| What is expected |
When a line in the records contains the string "lock", copy that line.

| Stored items |
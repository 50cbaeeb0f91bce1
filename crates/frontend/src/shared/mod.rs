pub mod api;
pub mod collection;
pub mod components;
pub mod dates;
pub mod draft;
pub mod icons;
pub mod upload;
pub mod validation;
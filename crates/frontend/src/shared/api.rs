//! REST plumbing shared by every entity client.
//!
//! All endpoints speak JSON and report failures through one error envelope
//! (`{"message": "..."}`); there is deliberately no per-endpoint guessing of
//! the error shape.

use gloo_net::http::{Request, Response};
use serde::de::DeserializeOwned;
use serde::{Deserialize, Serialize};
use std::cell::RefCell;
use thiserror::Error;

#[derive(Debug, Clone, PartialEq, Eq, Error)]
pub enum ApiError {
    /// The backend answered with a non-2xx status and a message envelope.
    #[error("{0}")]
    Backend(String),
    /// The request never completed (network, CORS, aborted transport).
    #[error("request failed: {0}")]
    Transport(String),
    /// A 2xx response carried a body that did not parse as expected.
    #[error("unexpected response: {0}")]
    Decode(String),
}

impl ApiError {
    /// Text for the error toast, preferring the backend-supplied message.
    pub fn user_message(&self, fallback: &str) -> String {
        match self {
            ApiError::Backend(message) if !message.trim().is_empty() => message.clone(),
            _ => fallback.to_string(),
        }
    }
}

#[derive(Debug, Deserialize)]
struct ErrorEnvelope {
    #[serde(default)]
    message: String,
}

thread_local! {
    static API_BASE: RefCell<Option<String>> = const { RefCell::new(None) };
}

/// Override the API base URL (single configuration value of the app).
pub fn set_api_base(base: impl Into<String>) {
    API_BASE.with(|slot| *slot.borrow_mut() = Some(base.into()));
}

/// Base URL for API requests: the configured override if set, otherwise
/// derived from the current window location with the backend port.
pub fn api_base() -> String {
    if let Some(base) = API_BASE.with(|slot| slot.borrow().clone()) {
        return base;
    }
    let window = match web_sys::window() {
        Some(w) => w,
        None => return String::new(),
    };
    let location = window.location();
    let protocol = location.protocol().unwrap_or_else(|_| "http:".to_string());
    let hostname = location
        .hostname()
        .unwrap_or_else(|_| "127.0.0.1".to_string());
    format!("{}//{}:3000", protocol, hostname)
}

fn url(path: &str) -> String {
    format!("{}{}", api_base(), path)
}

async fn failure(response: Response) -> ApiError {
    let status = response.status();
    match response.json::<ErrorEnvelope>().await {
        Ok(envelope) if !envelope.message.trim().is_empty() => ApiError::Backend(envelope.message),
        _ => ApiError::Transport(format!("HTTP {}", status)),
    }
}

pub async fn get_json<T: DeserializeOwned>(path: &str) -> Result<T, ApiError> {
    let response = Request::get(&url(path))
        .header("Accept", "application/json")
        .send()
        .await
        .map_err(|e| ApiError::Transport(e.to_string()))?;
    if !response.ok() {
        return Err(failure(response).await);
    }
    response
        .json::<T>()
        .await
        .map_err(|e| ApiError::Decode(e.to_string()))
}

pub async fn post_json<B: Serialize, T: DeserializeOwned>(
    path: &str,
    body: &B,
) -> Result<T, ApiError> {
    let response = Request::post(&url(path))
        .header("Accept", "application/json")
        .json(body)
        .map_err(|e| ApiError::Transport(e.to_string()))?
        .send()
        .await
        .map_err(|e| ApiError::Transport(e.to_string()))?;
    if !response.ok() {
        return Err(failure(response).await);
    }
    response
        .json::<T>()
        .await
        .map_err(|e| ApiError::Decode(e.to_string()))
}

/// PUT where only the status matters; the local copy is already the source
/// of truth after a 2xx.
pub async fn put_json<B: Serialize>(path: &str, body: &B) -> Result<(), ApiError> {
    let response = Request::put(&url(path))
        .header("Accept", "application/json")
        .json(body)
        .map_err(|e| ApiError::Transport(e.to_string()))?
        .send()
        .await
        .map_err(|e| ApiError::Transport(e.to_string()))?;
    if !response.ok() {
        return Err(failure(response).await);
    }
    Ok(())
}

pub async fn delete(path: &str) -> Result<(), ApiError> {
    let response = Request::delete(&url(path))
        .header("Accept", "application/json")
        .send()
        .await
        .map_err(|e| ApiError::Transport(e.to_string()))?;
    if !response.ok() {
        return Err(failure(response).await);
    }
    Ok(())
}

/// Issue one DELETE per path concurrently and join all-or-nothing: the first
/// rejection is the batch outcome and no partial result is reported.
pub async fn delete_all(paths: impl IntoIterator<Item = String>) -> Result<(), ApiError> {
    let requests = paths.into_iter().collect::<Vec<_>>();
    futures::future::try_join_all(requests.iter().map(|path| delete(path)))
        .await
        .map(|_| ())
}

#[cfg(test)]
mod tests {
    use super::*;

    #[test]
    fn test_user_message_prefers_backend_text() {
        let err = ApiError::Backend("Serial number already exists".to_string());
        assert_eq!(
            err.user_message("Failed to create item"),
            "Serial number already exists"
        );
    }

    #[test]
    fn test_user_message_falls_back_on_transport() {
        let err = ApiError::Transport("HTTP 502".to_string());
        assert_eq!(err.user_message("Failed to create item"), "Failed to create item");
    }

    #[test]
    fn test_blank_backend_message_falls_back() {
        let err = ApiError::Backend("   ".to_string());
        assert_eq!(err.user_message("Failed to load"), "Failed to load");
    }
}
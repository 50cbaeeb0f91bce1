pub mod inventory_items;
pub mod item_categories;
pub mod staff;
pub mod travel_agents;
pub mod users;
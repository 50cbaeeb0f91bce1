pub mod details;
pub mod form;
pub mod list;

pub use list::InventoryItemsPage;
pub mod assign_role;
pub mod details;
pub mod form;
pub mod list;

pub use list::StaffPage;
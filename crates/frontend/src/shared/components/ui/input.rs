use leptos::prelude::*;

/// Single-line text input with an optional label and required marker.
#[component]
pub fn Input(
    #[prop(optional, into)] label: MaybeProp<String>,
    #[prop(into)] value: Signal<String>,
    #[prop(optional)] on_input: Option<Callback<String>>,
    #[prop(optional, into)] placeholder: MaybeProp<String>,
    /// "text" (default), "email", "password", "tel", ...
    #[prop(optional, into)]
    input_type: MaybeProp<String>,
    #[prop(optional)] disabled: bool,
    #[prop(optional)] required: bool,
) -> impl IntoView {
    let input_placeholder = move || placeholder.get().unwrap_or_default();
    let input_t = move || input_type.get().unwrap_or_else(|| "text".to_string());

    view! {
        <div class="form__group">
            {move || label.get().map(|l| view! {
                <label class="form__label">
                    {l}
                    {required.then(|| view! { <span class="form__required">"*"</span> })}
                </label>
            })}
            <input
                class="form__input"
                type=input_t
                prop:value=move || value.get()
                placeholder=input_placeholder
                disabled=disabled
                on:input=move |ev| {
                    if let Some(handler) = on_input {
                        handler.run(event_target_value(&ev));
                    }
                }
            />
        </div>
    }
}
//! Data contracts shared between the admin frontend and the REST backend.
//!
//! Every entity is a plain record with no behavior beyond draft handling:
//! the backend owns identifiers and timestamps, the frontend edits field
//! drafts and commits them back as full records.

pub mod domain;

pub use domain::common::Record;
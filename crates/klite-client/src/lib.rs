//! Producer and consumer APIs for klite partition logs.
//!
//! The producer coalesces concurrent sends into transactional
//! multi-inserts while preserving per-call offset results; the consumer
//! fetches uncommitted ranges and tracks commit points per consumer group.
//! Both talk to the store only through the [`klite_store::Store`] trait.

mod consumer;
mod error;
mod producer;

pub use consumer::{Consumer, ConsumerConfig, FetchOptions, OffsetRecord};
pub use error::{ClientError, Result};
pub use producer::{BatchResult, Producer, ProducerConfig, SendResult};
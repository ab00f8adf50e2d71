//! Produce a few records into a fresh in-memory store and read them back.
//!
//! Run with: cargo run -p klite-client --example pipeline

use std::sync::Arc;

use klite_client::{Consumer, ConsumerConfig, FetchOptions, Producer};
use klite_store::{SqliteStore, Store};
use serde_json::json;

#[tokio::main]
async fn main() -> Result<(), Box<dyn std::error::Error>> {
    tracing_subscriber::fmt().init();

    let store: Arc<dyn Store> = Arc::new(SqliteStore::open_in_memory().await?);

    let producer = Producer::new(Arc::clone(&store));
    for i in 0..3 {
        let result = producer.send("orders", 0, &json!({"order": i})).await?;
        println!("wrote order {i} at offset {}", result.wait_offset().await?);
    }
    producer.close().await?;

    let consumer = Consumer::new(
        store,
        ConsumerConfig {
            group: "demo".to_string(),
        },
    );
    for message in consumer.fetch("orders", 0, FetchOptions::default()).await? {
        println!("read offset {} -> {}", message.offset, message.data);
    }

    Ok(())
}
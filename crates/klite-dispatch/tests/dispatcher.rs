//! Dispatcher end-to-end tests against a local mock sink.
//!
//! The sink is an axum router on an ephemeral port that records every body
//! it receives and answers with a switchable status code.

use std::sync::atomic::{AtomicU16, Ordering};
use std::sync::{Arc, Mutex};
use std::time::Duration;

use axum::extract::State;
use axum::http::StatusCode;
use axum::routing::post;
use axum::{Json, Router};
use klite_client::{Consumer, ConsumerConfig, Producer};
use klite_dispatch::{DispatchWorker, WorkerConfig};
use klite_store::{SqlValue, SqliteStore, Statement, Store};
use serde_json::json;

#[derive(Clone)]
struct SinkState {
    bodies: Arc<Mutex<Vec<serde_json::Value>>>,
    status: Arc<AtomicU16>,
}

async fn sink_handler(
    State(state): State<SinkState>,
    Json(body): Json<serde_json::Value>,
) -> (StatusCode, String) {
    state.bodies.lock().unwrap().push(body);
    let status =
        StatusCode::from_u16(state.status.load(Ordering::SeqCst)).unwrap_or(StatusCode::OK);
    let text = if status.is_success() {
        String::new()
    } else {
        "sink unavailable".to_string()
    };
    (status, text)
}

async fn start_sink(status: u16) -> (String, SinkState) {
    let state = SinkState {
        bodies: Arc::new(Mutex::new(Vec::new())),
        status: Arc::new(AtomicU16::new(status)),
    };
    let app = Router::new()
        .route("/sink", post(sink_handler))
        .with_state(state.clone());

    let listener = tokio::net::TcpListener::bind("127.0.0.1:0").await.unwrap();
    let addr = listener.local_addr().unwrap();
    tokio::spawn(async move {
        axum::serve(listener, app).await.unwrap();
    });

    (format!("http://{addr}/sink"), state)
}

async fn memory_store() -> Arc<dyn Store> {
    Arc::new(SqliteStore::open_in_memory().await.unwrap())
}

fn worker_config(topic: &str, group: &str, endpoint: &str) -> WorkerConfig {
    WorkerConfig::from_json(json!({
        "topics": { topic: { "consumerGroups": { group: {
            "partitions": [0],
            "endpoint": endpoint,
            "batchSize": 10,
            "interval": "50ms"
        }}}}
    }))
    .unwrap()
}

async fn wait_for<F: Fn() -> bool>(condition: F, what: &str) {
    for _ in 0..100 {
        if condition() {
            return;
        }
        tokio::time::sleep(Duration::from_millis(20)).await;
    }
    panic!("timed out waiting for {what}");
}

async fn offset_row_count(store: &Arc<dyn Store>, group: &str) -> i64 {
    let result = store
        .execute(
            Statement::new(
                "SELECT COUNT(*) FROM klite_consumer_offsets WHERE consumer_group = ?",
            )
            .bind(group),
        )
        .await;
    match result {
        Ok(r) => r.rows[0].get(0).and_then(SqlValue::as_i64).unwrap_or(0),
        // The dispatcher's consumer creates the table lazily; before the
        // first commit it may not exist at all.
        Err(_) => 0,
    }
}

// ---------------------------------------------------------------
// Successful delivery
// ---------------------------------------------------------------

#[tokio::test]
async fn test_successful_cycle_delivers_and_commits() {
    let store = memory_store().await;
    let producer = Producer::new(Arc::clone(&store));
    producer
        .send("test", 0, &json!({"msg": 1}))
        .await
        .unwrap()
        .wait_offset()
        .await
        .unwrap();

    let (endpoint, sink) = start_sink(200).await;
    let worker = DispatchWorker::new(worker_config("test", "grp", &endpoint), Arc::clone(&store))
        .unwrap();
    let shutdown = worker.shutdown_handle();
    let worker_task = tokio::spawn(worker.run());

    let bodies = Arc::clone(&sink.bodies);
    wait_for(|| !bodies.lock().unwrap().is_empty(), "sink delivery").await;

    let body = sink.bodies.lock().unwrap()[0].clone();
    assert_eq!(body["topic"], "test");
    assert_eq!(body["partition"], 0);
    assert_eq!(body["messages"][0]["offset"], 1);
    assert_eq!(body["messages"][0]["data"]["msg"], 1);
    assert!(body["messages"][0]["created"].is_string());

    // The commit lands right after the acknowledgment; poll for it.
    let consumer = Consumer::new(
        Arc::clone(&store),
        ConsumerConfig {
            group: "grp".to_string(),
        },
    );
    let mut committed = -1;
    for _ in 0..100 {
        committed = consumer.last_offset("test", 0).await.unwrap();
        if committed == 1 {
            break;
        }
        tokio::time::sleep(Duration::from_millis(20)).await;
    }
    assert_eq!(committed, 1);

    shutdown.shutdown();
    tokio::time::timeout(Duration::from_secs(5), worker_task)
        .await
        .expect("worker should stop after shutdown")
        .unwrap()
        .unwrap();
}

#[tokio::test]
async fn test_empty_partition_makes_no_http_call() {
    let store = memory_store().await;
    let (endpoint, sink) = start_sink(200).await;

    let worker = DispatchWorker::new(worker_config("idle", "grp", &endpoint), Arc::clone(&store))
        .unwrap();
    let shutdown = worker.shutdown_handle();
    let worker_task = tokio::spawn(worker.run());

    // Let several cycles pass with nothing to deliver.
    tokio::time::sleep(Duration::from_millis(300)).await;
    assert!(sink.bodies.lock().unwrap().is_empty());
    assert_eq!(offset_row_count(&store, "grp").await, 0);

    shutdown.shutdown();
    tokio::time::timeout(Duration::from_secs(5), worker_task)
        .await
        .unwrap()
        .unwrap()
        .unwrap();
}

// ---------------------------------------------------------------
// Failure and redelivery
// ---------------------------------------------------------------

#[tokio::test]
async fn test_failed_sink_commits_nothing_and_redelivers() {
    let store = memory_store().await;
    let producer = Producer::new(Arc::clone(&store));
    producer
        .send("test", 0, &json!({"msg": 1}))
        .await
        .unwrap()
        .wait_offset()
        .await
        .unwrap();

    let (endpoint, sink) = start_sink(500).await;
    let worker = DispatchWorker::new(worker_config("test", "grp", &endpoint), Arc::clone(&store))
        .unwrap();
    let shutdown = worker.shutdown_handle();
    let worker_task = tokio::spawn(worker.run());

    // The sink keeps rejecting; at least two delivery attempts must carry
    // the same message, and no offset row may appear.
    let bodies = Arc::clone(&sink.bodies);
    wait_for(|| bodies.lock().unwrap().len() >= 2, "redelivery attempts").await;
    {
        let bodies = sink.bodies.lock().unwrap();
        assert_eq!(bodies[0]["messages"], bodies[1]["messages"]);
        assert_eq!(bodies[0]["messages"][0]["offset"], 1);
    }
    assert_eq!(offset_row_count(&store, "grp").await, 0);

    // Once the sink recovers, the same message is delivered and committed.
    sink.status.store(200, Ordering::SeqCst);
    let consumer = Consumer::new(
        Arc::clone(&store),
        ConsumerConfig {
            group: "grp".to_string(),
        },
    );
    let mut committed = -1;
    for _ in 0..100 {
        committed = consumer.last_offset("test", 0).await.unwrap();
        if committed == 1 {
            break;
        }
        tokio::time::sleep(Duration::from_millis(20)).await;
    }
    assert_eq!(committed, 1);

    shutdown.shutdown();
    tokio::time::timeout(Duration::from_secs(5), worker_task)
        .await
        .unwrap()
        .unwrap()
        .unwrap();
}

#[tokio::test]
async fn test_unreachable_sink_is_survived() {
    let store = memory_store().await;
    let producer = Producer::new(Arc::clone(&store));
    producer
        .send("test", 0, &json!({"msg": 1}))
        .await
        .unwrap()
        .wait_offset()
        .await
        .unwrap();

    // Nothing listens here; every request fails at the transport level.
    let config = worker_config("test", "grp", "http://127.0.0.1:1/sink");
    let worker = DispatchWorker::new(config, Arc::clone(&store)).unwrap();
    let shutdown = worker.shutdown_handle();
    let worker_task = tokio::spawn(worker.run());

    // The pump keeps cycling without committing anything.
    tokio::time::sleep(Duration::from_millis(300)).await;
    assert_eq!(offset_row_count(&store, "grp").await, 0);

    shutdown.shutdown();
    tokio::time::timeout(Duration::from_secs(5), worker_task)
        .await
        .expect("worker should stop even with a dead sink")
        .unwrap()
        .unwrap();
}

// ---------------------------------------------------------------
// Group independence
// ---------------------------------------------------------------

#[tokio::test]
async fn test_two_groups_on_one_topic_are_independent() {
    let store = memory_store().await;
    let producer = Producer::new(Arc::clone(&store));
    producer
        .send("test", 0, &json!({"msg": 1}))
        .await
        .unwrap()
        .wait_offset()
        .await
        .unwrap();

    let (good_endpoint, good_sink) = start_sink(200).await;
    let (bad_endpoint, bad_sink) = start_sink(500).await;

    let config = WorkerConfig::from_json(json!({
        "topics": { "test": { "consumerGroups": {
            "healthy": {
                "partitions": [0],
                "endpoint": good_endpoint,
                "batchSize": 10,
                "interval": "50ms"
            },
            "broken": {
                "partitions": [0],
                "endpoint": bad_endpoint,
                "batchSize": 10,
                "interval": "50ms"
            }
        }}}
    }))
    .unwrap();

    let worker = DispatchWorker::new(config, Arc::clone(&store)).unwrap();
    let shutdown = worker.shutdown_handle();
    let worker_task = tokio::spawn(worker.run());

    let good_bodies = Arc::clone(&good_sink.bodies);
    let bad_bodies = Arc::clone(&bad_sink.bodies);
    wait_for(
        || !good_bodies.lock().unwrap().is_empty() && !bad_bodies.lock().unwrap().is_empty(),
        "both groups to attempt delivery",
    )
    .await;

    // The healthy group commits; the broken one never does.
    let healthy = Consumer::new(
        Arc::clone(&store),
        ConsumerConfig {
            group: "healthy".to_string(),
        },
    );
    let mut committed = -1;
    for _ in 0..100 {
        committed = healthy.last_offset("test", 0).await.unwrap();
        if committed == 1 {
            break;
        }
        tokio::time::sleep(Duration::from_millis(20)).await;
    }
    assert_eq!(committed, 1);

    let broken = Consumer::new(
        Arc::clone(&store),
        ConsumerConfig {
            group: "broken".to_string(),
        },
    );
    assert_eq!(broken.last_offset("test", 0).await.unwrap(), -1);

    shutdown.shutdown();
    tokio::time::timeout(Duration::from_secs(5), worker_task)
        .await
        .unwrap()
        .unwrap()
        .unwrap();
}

| Reply to the task |
    state.bodies.lock().unwrap().push(body);
    wait_for(|| !bodies.lock().unwrap().is_empty(), "sink delivery").await;
    let body = sink.bodies.lock().unwrap()[0].clone();
    assert!(sink.bodies.lock().unwrap().is_empty());
    wait_for(|| bodies.lock().unwrap().len() >= 2, "redelivery attempts").await;
        let bodies = sink.bodies.lock().unwrap();
        || !good_bodies.lock().unwrap().is_empty() && !bad_bodies.lock().unwrap().is_empty(),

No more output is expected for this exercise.